What you will do | In the material below, find each line with the word "match" and copy it.

Source material |
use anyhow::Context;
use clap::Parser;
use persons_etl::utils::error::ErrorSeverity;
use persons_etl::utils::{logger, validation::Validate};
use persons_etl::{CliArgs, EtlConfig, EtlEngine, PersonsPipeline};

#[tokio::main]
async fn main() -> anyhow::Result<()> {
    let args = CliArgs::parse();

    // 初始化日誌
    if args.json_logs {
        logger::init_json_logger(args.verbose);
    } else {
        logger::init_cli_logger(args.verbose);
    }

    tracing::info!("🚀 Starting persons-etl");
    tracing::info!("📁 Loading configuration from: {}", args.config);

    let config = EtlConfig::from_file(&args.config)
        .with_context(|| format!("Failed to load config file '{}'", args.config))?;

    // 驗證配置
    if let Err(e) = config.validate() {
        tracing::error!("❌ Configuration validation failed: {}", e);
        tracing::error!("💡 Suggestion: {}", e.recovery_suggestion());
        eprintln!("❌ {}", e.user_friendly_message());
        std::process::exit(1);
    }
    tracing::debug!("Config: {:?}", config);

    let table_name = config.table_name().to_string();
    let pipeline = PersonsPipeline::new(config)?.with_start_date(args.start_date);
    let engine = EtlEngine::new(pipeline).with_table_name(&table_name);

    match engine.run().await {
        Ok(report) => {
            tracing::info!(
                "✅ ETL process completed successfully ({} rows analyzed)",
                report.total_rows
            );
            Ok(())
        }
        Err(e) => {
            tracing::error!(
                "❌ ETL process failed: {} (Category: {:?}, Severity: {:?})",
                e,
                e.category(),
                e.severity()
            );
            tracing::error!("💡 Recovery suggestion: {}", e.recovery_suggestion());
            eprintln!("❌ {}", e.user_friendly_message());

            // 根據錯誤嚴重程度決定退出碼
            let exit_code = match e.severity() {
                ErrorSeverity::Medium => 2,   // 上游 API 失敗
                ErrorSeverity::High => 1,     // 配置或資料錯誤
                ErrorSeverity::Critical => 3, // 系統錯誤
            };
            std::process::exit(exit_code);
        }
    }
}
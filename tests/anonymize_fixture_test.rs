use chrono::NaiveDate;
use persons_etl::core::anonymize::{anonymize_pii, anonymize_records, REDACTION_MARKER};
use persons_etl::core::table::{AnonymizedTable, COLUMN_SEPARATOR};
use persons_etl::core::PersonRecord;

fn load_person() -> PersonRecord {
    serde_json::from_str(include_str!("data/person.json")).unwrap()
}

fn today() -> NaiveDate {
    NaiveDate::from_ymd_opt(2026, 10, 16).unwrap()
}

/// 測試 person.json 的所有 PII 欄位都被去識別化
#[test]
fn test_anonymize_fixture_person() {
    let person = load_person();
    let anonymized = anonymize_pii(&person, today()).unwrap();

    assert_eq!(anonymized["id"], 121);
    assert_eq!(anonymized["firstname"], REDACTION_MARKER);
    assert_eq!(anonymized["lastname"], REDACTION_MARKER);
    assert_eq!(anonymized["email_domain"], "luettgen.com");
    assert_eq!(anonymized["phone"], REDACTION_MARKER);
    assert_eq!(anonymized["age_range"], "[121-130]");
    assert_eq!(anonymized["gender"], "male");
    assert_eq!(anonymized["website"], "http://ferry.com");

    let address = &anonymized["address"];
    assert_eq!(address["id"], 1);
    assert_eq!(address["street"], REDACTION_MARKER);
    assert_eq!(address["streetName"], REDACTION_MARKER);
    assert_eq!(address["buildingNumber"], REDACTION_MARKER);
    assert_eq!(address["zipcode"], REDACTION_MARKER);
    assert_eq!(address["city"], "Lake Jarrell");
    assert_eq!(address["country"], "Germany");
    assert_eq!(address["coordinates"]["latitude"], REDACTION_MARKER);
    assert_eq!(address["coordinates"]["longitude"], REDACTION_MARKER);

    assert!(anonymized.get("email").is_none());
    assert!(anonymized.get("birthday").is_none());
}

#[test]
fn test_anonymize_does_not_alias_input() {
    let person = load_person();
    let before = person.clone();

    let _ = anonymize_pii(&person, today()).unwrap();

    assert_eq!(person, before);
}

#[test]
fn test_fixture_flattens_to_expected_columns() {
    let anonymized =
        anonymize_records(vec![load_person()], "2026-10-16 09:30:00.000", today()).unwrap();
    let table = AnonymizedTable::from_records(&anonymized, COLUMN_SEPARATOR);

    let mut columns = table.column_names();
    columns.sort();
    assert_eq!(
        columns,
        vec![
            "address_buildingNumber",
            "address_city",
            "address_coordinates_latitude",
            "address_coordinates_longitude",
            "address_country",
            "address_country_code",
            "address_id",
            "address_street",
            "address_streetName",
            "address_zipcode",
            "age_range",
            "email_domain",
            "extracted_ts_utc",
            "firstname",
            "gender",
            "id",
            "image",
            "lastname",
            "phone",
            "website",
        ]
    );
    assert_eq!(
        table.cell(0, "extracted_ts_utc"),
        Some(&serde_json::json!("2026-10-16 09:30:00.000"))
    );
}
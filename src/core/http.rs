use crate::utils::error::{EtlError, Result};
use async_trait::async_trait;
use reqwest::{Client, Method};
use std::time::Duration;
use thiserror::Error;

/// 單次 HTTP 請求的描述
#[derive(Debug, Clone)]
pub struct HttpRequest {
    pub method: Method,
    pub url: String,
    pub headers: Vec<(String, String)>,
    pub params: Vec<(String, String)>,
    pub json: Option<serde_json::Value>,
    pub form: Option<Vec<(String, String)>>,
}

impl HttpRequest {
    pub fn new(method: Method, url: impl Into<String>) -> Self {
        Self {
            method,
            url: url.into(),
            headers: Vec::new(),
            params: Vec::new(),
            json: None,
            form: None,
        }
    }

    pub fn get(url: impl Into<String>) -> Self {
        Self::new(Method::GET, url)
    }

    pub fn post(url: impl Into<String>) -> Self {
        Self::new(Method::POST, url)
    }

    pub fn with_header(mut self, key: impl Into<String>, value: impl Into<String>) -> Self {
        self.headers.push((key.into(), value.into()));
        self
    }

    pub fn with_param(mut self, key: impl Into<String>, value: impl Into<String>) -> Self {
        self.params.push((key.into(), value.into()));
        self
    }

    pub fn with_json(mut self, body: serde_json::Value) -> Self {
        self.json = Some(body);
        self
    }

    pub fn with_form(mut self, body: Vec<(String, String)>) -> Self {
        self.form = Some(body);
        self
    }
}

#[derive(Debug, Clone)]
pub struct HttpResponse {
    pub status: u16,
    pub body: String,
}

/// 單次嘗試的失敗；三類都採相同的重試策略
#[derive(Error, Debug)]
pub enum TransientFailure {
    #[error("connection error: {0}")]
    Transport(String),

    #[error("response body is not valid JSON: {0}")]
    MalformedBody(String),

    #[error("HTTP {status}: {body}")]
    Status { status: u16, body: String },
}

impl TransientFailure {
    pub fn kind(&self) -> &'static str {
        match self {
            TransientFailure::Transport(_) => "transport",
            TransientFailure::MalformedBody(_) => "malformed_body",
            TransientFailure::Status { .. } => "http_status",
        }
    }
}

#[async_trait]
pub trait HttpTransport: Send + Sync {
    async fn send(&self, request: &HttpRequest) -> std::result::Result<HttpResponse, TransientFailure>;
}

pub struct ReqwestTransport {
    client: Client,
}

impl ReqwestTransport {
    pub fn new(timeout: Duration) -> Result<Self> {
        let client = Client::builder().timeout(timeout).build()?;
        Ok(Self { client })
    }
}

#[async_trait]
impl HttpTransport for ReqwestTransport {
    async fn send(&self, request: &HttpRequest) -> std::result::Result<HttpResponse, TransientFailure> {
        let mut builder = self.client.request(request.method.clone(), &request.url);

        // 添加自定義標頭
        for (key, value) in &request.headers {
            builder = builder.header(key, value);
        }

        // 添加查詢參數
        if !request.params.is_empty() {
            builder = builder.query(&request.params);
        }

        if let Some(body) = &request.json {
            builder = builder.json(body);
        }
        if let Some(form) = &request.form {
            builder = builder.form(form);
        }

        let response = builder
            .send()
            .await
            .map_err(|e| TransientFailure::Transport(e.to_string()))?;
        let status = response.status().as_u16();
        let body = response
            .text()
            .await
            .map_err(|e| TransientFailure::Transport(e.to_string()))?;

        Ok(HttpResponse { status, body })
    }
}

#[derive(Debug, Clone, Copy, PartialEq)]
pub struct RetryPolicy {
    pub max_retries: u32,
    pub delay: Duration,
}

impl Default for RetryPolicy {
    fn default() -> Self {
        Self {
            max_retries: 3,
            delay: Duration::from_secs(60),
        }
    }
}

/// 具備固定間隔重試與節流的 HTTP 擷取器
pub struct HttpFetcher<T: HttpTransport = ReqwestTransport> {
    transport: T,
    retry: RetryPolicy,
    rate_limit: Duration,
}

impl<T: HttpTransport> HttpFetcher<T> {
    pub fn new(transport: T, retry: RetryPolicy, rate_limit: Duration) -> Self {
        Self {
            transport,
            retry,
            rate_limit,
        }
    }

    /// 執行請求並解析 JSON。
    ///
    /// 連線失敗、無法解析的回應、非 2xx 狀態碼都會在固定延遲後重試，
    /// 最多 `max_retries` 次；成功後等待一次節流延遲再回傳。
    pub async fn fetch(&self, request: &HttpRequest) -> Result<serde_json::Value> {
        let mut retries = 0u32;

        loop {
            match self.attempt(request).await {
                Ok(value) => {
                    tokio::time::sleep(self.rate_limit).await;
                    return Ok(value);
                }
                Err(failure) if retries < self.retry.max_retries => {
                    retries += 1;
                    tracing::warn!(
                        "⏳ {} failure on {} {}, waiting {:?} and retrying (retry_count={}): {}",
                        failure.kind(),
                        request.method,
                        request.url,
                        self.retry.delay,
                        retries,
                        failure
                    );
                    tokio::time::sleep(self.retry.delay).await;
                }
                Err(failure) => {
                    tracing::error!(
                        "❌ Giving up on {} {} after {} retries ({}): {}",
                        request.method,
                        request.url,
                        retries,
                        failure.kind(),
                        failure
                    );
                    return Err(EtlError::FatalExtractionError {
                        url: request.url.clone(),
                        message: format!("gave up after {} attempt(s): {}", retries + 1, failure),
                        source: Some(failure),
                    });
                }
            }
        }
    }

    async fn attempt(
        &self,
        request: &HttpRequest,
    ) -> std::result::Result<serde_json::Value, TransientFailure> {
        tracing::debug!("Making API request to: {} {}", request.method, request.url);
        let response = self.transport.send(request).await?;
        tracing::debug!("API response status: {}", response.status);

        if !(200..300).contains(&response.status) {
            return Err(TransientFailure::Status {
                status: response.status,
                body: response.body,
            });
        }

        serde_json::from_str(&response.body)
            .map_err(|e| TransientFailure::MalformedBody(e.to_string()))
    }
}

Expected output |
    match engine.run().await {
            let exit_code = match e.severity() {
        match self {
            match self.attempt(request).await {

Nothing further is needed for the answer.